Being one of biggest and oldest telecom providers in Netherlands with multiple acquisitions over last few decades left KPN with 1500+ data sources and more than 25 teams working with different tools like Teradata, Informatica, Oracle, OBIEE, Hadoop etc. This resulted into a lot of technical debt and also duplicated data on various systems with complex data relationship. Thus resulting into data quality issues and long processing times to get meaningful insights into business.
This created need for an unified way of Ingesting, Storing and Transforming data to be consumed and processed at multiple stages where KETL Framework was born.
Our journey so far:
Instead of developing mappings and workflows or handcrafted SQL Code, Business teams started writing metadata about their sources and dependency between them using macro based excel files or Django based YAML file generator. These files are used by the KETL framework to generate appropriate Hive/Spark/Informatica/Oracle/Teradata Code along with Airflow Scheduler DAG with schedule and dependency as Code.
Additionally all the environments, configuration and access rights are also managed via YAML files with Ansible thus enabling us to view each change as code. This made teams self sufficient where they can build their own Dev/Test environment to validate their metadata and target model structure before deploying to production.
- On-boarding new sources and integrating with existing data store takes less than a week
- Everything is maintained in Git, giving full visibility of changes along with their timelines
- Minimising technical depth and allowing business teams to focus on data instead of tooling
- Easier adoption of newer tools and path of least resistence for decommissioning of legacy stack
- KISS Architecture, easier to maintain and scale
- Reducing bureaucratic processes and design for transparency
What keeps us busy:
- Adding a Test Framework to enable users with BDD tests using the same metadata
- Adding functionality to generate complex code structures
- Using advanced CI/CD processes like Jenkins pipeline for faster deployments
- Integration with new tools and technologies both enterprise and opensource.
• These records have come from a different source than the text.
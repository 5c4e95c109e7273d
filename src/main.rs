use clap::{Parser, Subcommand};
use folio::config::{self, SiteConfig, SitePaths};
use folio::orchestrator::Orchestrator;
use folio::scheduler::SchedulerError;
use folio::{output, telemetry};
use std::path::PathBuf;
use std::process::ExitCode;
use std::time::Duration;

fn version_string() -> &'static str {
    let on_tag = env!("FOLIO_ON_RELEASE_TAG");
    if on_tag == "true" {
        env!("CARGO_PKG_VERSION")
    } else {
        let hash = env!("FOLIO_GIT_HASH");
        if hash.is_empty() {
            "dev@unknown"
        } else {
            // Leaked once at startup
            Box::leak(format!("dev@{hash}").into_boxed_str())
        }
    }
}

#[derive(Parser)]
#[command(name = "folio")]
#[command(about = "Change-aware static blog builder")]
#[command(long_about = "\
Change-aware static blog builder

Markdown articles with TOML front matter become pages, a home page, a
yearly archive and an Atom feed. Only what changed since the last good
build is rebuilt.

Site structure:

  site/
  ├── config.toml                  # Site config (optional)
  ├── content/
  │   ├── articles/
  │   │   └── 2024-05-01-hello.md  # +++ front matter +++ then Markdown
  │   ├── stylesheets/*.css        # Linked from every page
  │   ├── images/                  # Symlinked to <target>/assets/images
  │   └── javascripts/             # Symlinked under the versioned assets
  └── views/
      ├── _head.html               # Partials spliced into every page
      ├── _header.html
      ├── _footer.html
      ├── article.html             # Optional per-view fragments
      ├── index.html
      └── archive.html

Front matter:

  +++
  title = \"Hello\"
  published_at = 2024-05-01T09:30:00Z
  location = \"Lisbon\"     # optional
  short_id = \"hi\"         # optional, served at /a/hi
  +++

Run 'folio gen-config' to generate a documented config.toml.")]
#[command(version = version_string())]
struct Cli {
    /// Site root holding config.toml, content/ and views/
    #[arg(long, default_value = ".", global = true)]
    source: PathBuf,

    /// Output directory
    #[arg(long, env = "TARGET_DIR", default_value = "public", global = true)]
    target: PathBuf,

    /// Directory for build state (fingerprints, article snapshot)
    #[arg(long, default_value = ".folio", global = true)]
    state_dir: PathBuf,

    /// Drafts mode: robots.txt keeps crawlers away
    #[arg(long, env = "DRAFTS", global = true)]
    drafts: bool,

    /// Parallel build workers (overrides processing.max_processes)
    #[arg(long, env = "CONCURRENCY", global = true)]
    concurrency: Option<usize>,

    /// Debug logging
    #[arg(long, short, env = "VERBOSE", global = true)]
    verbose: bool,

    /// Rebuild everything regardless of what changed
    #[arg(long, global = true)]
    force: bool,

    #[command(subcommand)]
    command: Command,
}

#[derive(Subcommand)]
enum Command {
    /// Build the site once
    Build,
    /// Rebuild on an interval, keeping build state in memory
    Loop {
        /// Seconds between builds
        #[arg(long, default_value_t = 2)]
        interval: u64,
    },
    /// Parse every article without writing output
    Check,
    /// Print a stock config.toml with all options documented
    GenConfig,
}

fn main() -> Result<ExitCode, Box<dyn std::error::Error>> {
    let cli = Cli::parse();
    telemetry::init(cli.verbose)?;
    Ok(run(&cli)?)
}

fn run(cli: &Cli) -> Result<ExitCode, SchedulerError> {
    let code = match cli.command {
        Command::GenConfig => {
            print!("{}", config::stock_config_toml());
            ExitCode::SUCCESS
        }
        Command::Build => match open_site(cli)? {
            Some(mut orchestrator) => build_once(&mut orchestrator, cli.force),
            None => ExitCode::FAILURE,
        },
        Command::Loop { interval } => {
            let Some(mut orchestrator) = open_site(cli)? else {
                return Ok(ExitCode::FAILURE);
            };
            let interval = Duration::from_secs(interval.max(1));
            let mut forced = cli.force;
            loop {
                let _ = build_once(&mut orchestrator, forced);
                forced = false;
                std::thread::sleep(interval);
            }
        }
        Command::Check => match open_site(cli)? {
            Some(orchestrator) => match orchestrator.check() {
                Ok(valid) => {
                    output::print_check_output(valid, &cli.source);
                    ExitCode::SUCCESS
                }
                Err(failure) => {
                    output::print_failure(&failure);
                    ExitCode::FAILURE
                }
            },
            None => ExitCode::FAILURE,
        },
    };
    Ok(code)
}

/// Orchestrator for the site at `--source`, or `None` after reporting an
/// unusable config.
fn open_site(cli: &Cli) -> Result<Option<Orchestrator>, SchedulerError> {
    let site_config = match load_site_config(cli) {
        Ok(config) => config,
        Err(err) => {
            eprintln!("==> Invalid configuration in {}", cli.source.display());
            eprintln!("    {err}");
            return Ok(None);
        }
    };
    let paths = SitePaths::new(&cli.source, &cli.target, &cli.state_dir);
    Orchestrator::new(site_config, paths).map(Some)
}

/// Load `config.toml` and apply command-line overrides.
fn load_site_config(cli: &Cli) -> Result<SiteConfig, config::ConfigError> {
    let mut site_config = config::load_config(&cli.source)?;
    if cli.drafts {
        site_config.drafts = true;
    }
    if let Some(concurrency) = cli.concurrency {
        site_config.processing.max_processes = Some(concurrency);
    }
    Ok(site_config)
}

fn build_once(orchestrator: &mut Orchestrator, forced: bool) -> ExitCode {
    match orchestrator.build(forced) {
        Ok(report) => {
            output::print_build_report(&report, &orchestrator.paths().target_dir);
            ExitCode::SUCCESS
        }
        Err(failure) => {
            output::print_failure(&failure);
            ExitCode::FAILURE
        }
    }
}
- Hortonworks HDP - HDFS, Yarn, Hive, Spark, LLAP, Tez
- User and Access Management - Ranger, Knox, Kerberos, LDAP, SSSD, Linux ACL's
- ETL & DWH Tools - Informatica, Informatica BDM, Teradata, Querygrid, Aster etc.
- Reporting - OBIEE, Tableau, Zeppelin Notebooks
- Monitoring - Grafana, Zabbix & ELK
- Scheduler - Airflow
- Orchestration - Ansible
- Code - Python, YAML, Jinja2
- CI/CD - Git, Artifactory, Jenkins